Show each line of the data below in which "CustomerService" occurs.

**Recorded information**:
——
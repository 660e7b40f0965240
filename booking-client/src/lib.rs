//! Booking Client - state layer of the restaurant booking back office
//!
//! Fetches restaurants, customers and dining tables from the booking API
//! into per-vertical entity stores, exposes them through push-based queries
//! and drives the list screens' debounced search.

pub mod config;
pub mod context;
pub mod error;
pub mod filter;
pub mod http;
pub mod logger;
pub mod pipeline;
pub mod route;
pub mod service;
pub mod store;
pub mod view;

#[cfg(test)]
mod testing;

pub use config::ClientConfig;
pub use context::AppContext;
pub use error::{ClientError, ClientResult, FetchError};
pub use http::{HttpClient, NetworkHttpClient};
pub use route::{Navigator, NoopNavigator, Route};

// Re-export shared models for convenience
pub use shared::{Customer, DiningTable, DiningTableStatus, Restaurant};
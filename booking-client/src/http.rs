// booking-client/src/http.rs
// HTTP client - read-only access to the booking API

use crate::{ClientConfig, ClientError, ClientResult};
use async_trait::async_trait;
use reqwest::{Client, StatusCode};
use serde::de::DeserializeOwned;

/// Error body produced by the backend for 400/409 responses
#[derive(serde::Deserialize)]
struct ApiErrorResponse {
    error: String,
}

/// HTTP client trait
///
/// Only GET is needed: the back office never writes through this client.
#[async_trait]
pub trait HttpClient: Send + Sync {
    /// GET `path` (absolute, starting with `/`) and decode the JSON body
    async fn get<T: DeserializeOwned>(&self, path: &str) -> ClientResult<T>;

    fn base_url(&self) -> &str;
}

/// Network HTTP client
#[derive(Debug, Clone)]
pub struct NetworkHttpClient {
    client: Client,
    base_url: String,
}

impl NetworkHttpClient {
    pub fn new(config: &ClientConfig) -> ClientResult<Self> {
        if config.base_url.is_empty() {
            return Err(ClientError::Config("base_url must not be empty".into()));
        }
        let client = Client::builder()
            .timeout(std::time::Duration::from_secs(config.timeout))
            .build()?;
        Ok(Self {
            client,
            base_url: config.base_url.trim_end_matches('/').to_string(),
        })
    }

    fn url(&self, path: &str) -> String {
        format!("{}/{}", self.base_url, path.trim_start_matches('/'))
    }

    async fn handle_response<T: DeserializeOwned>(
        &self,
        response: reqwest::Response,
    ) -> ClientResult<T> {
        let status = response.status();
        if !status.is_success() {
            let text = response.text().await?;
            let message = serde_json::from_str::<ApiErrorResponse>(&text)
                .map(|body| body.error)
                .unwrap_or(text);
            return Err(match status {
                StatusCode::NOT_FOUND => ClientError::NotFound(message),
                StatusCode::BAD_REQUEST => ClientError::Validation(message),
                StatusCode::CONFLICT => ClientError::Conflict(message),
                _ => ClientError::Api {
                    status: status.as_u16(),
                    message,
                },
            });
        }
        let bytes = response.bytes().await?;
        serde_json::from_slice(&bytes)
            .map_err(|e| ClientError::InvalidResponse(format!("{} ({})", e, status)))
    }
}

#[async_trait]
impl HttpClient for NetworkHttpClient {
    async fn get<T: DeserializeOwned>(&self, path: &str) -> ClientResult<T> {
        let url = self.url(path);
        tracing::trace!(url = %url, "GET");
        let response = self.client.get(&url).send().await?;
        self.handle_response(response).await
    }

    fn base_url(&self) -> &str {
        &self.base_url
    }
}

#[cfg(test)]
mod tests {
    use super::*;

    #[test]
    fn test_url_joining() {
        let client = NetworkHttpClient::new(&ClientConfig::new("http://localhost:8080/")).unwrap();
        assert_eq!(client.base_url(), "http://localhost:8080");
        assert_eq!(
            client.url("/api/restaurants"),
            "http://localhost:8080/api/restaurants"
        );
        assert_eq!(
            client.url("api/tables/restaurant/3"),
            "http://localhost:8080/api/tables/restaurant/3"
        );
    }

    #[test]
    fn test_empty_base_url_rejected() {
        let err = NetworkHttpClient::new(&ClientConfig::new("")).unwrap_err();
        assert!(matches!(err, ClientError::Config(_)));
    }
}
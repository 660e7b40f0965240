//! Client configuration

use std::time::Duration;

/// Booking API served by the back office backend
pub const DEFAULT_BASE_URL: &str = "http://localhost:8080";

/// Quiet window applied to search input before a list is re-filtered
pub const DEFAULT_SEARCH_DEBOUNCE: Duration = Duration::from_millis(300);

/// Client configuration for the booking back office
#[derive(Debug, Clone)]
pub struct ClientConfig {
    /// Server base URL (e.g., "http://localhost:8080")
    pub base_url: String,

    /// Request timeout in seconds
    pub timeout: u64,

    /// Debounce window for list search input
    pub search_debounce: Duration,
}

impl ClientConfig {
    /// Create a new client configuration pointing at `base_url`
    pub fn new(base_url: impl Into<String>) -> Self {
        Self {
            base_url: base_url.into(),
            timeout: 30,
            search_debounce: DEFAULT_SEARCH_DEBOUNCE,
        }
    }

    /// Set the request timeout
    pub fn with_timeout(mut self, seconds: u64) -> Self {
        self.timeout = seconds;
        self
    }

    /// Set the search debounce window
    pub fn with_search_debounce(mut self, window: Duration) -> Self {
        self.search_debounce = window;
        self
    }

    /// Create an HTTP client from this configuration
    pub fn build_http_client(&self) -> crate::ClientResult<crate::NetworkHttpClient> {
        crate::NetworkHttpClient::new(self)
    }
}

impl Default for ClientConfig {
    fn default() -> Self {
        Self::new(DEFAULT_BASE_URL)
    }
}

#[cfg(test)]
mod tests {
    use super::*;

    #[test]
    fn test_config_default() {
        let config = ClientConfig::default();
        assert_eq!(config.base_url, "http://localhost:8080");
        assert_eq!(config.timeout, 30);
        assert_eq!(config.search_debounce, Duration::from_millis(300));
    }

    #[test]
    fn test_config_builder() {
        let config = ClientConfig::new("http://127.0.0.1:9000")
            .with_timeout(5)
            .with_search_debounce(Duration::from_millis(50));

        assert_eq!(config.base_url, "http://127.0.0.1:9000");
        assert_eq!(config.timeout, 5);
        assert_eq!(config.search_debounce, Duration::from_millis(50));
    }
}
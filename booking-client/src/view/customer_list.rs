use std::sync::Arc;
use std::time::Duration;

use shared::Customer;

use super::ListView;
use crate::HttpClient;
use crate::route::{Navigator, Route};
use crate::service::CustomerService;

/// `/customers`: customer list searchable by name, email or phone
pub struct CustomerListView<H> {
    list: ListView<Customer>,
    service: CustomerService<H>,
    navigator: Arc<dyn Navigator>,
}

impl<H: HttpClient + 'static> CustomerListView<H> {
    /// Build the view and load the customers
    pub fn open(
        service: CustomerService<H>,
        navigator: Arc<dyn Navigator>,
        debounce: Duration,
    ) -> Self {
        let list = ListView::new("customer-list", service.query(), debounce);
        tracing::info!("Customer list - loading customers");
        service.load_customers();
        Self {
            list,
            service,
            navigator,
        }
    }

    pub fn list(&self) -> &ListView<Customer> {
        &self.list
    }

    pub fn select(&self, customer: &Customer) {
        tracing::info!(customer_id = customer.id, name = %customer.name, "Customer selected");
        self.service.set_active_customer(customer.id);
        self.navigator.navigate(Route::CustomerDetail(customer.id));
    }

    /// Customer creation form does not exist yet
    pub fn add_customer(&self) {
        tracing::info!("Add new customer requested");
    }

    /// Whether the store holds any customer, regardless of the search term
    pub fn has_customers(&self) -> bool {
        self.list.query().get_count() > 0
    }

    pub fn has_no_customers(&self) -> bool {
        !self.has_customers()
    }

    pub fn destroy(&self) {
        self.list.destroy();
    }
}
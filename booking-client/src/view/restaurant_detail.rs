use std::sync::Arc;
use std::sync::atomic::{AtomicBool, Ordering};

use shared::{DiningTable, Restaurant};

use crate::route::{Navigator, Route};
use crate::service::{DiningTableService, RestaurantService};
use crate::store::{EntityQuery, Selection};
use crate::{FetchError, HttpClient};

/// `/restaurants/:id`: one restaurant and its table count
///
/// Opening makes the restaurant active and loads its tables; destroying the
/// view clears the active restaurant.
pub struct RestaurantDetailView<H: HttpClient + 'static> {
    restaurant_id: i64,
    restaurants: RestaurantService<H>,
    restaurant_query: EntityQuery<Restaurant>,
    table_query: EntityQuery<DiningTable>,
    navigator: Arc<dyn Navigator>,
    destroyed: AtomicBool,
}

impl<H: HttpClient + 'static> RestaurantDetailView<H> {
    pub fn open(
        restaurant_id: i64,
        restaurants: RestaurantService<H>,
        tables: &DiningTableService<H>,
        navigator: Arc<dyn Navigator>,
    ) -> Self {
        tracing::info!(restaurant_id, "Restaurant detail - loading restaurant");
        restaurants.set_active_restaurant(restaurant_id);
        tables.load_for_restaurant(restaurant_id);
        Self {
            restaurant_id,
            restaurant_query: restaurants.query(),
            restaurants,
            table_query: tables.query(),
            navigator,
            destroyed: AtomicBool::new(false),
        }
    }

    /// Id from the route this view was opened with
    pub fn restaurant_id(&self) -> i64 {
        self.restaurant_id
    }

    pub fn restaurant(&self) -> Option<Restaurant> {
        self.restaurant_query.get_active()
    }

    pub fn select_restaurant(&self) -> Selection<Restaurant, Option<Restaurant>> {
        self.restaurant_query.select_active()
    }

    pub fn is_loading(&self) -> bool {
        self.restaurant_query.is_loading()
    }

    pub fn error(&self) -> Option<FetchError> {
        self.restaurant_query.get_error()
    }

    pub fn table_count(&self) -> usize {
        self.table_query.get_count()
    }

    pub fn select_table_count(&self) -> Selection<DiningTable, usize> {
        self.table_query.select_count()
    }

    // ========== Navigation ==========

    pub fn go_back(&self) {
        self.navigator.navigate(Route::Restaurants);
    }

    pub fn view_tables(&self) {
        match self.restaurant_query.get_active_id() {
            Some(id) => self.navigator.navigate(Route::RestaurantTables(id)),
            None => tracing::warn!("View tables requested without an active restaurant"),
        }
    }

    /// Edit form does not exist yet
    pub fn edit_restaurant(&self) {
        let restaurant_id = self.restaurant_query.get_active_id();
        tracing::info!(restaurant_id = ?restaurant_id, "Edit restaurant requested");
    }

    /// Bookings screen does not exist yet
    pub fn view_bookings(&self) {
        let restaurant_id = self.restaurant_query.get_active_id();
        tracing::info!(restaurant_id = ?restaurant_id, "View bookings requested");
    }

    /// Reports screen does not exist yet
    pub fn view_reports(&self) {
        tracing::info!("View reports requested");
    }

    pub fn destroy(&self) {
        if self.destroyed.swap(true, Ordering::SeqCst) {
            return;
        }
        self.restaurants.clear_active_restaurant();
        tracing::debug!(restaurant_id = self.restaurant_id, "Restaurant detail destroyed");
    }
}

impl<H: HttpClient + 'static> Drop for RestaurantDetailView<H> {
    fn drop(&mut self) {
        self.destroy();
    }
}
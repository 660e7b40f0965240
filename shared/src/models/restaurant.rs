//! Restaurant Model

use serde::{Deserialize, Serialize};

/// Restaurant entity
#[derive(Debug, Clone, PartialEq, Eq, Serialize, Deserialize)]
#[serde(rename_all = "camelCase")]
pub struct Restaurant {
    pub id: i64,
    pub name: String,
    pub address: String,
    #[serde(default)]
    pub phone_number: Option<String>,
}
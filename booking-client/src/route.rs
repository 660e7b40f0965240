//! Client-side routes and navigation

use std::fmt;
use std::str::FromStr;

use crate::ClientError;

/// Navigable screens of the back office
#[derive(Debug, Clone, Copy, PartialEq, Eq, Hash)]
pub enum Route {
    /// `/restaurants`
    Restaurants,
    /// `/restaurants/:id`
    RestaurantDetail(i64),
    /// `/restaurants/:id/tables`
    RestaurantTables(i64),
    /// `/customers`
    Customers,
    /// `/customers/:id`
    CustomerDetail(i64),
}

impl fmt::Display for Route {
    fn fmt(&self, f: &mut fmt::Formatter<'_>) -> fmt::Result {
        match self {
            Route::Restaurants => write!(f, "/restaurants"),
            Route::RestaurantDetail(id) => write!(f, "/restaurants/{}", id),
            Route::RestaurantTables(id) => write!(f, "/restaurants/{}/tables", id),
            Route::Customers => write!(f, "/customers"),
            Route::CustomerDetail(id) => write!(f, "/customers/{}", id),
        }
    }
}

impl FromStr for Route {
    type Err = ClientError;

    /// The empty path redirects to the restaurant list
    fn from_str(path: &str) -> Result<Self, Self::Err> {
        let segments: Vec<&str> = path
            .trim_matches('/')
            .split('/')
            .filter(|s| !s.is_empty())
            .collect();
        let id = |raw: &str| {
            raw.parse::<i64>()
                .map_err(|_| ClientError::InvalidRoute(path.to_string()))
        };

        match segments.as_slice() {
            [] | ["restaurants"] => Ok(Route::Restaurants),
            ["restaurants", raw] => Ok(Route::RestaurantDetail(id(*raw)?)),
            ["restaurants", raw, "tables"] => Ok(Route::RestaurantTables(id(*raw)?)),
            ["customers"] => Ok(Route::Customers),
            ["customers", raw] => Ok(Route::CustomerDetail(id(*raw)?)),
            _ => Err(ClientError::InvalidRoute(path.to_string())),
        }
    }
}

/// Performs navigation on behalf of views
pub trait Navigator: Send + Sync {
    fn navigate(&self, route: Route);
}

/// Navigator for headless use: only logs
#[derive(Debug, Clone, Copy, Default)]
pub struct NoopNavigator;

impl Navigator for NoopNavigator {
    fn navigate(&self, route: Route) {
        tracing::info!(route = %route, "Navigate");
    }
}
——
**Solution to the exercise**:
use crate::service::CustomerService;
    service: CustomerService<H>,
        service: CustomerService<H>,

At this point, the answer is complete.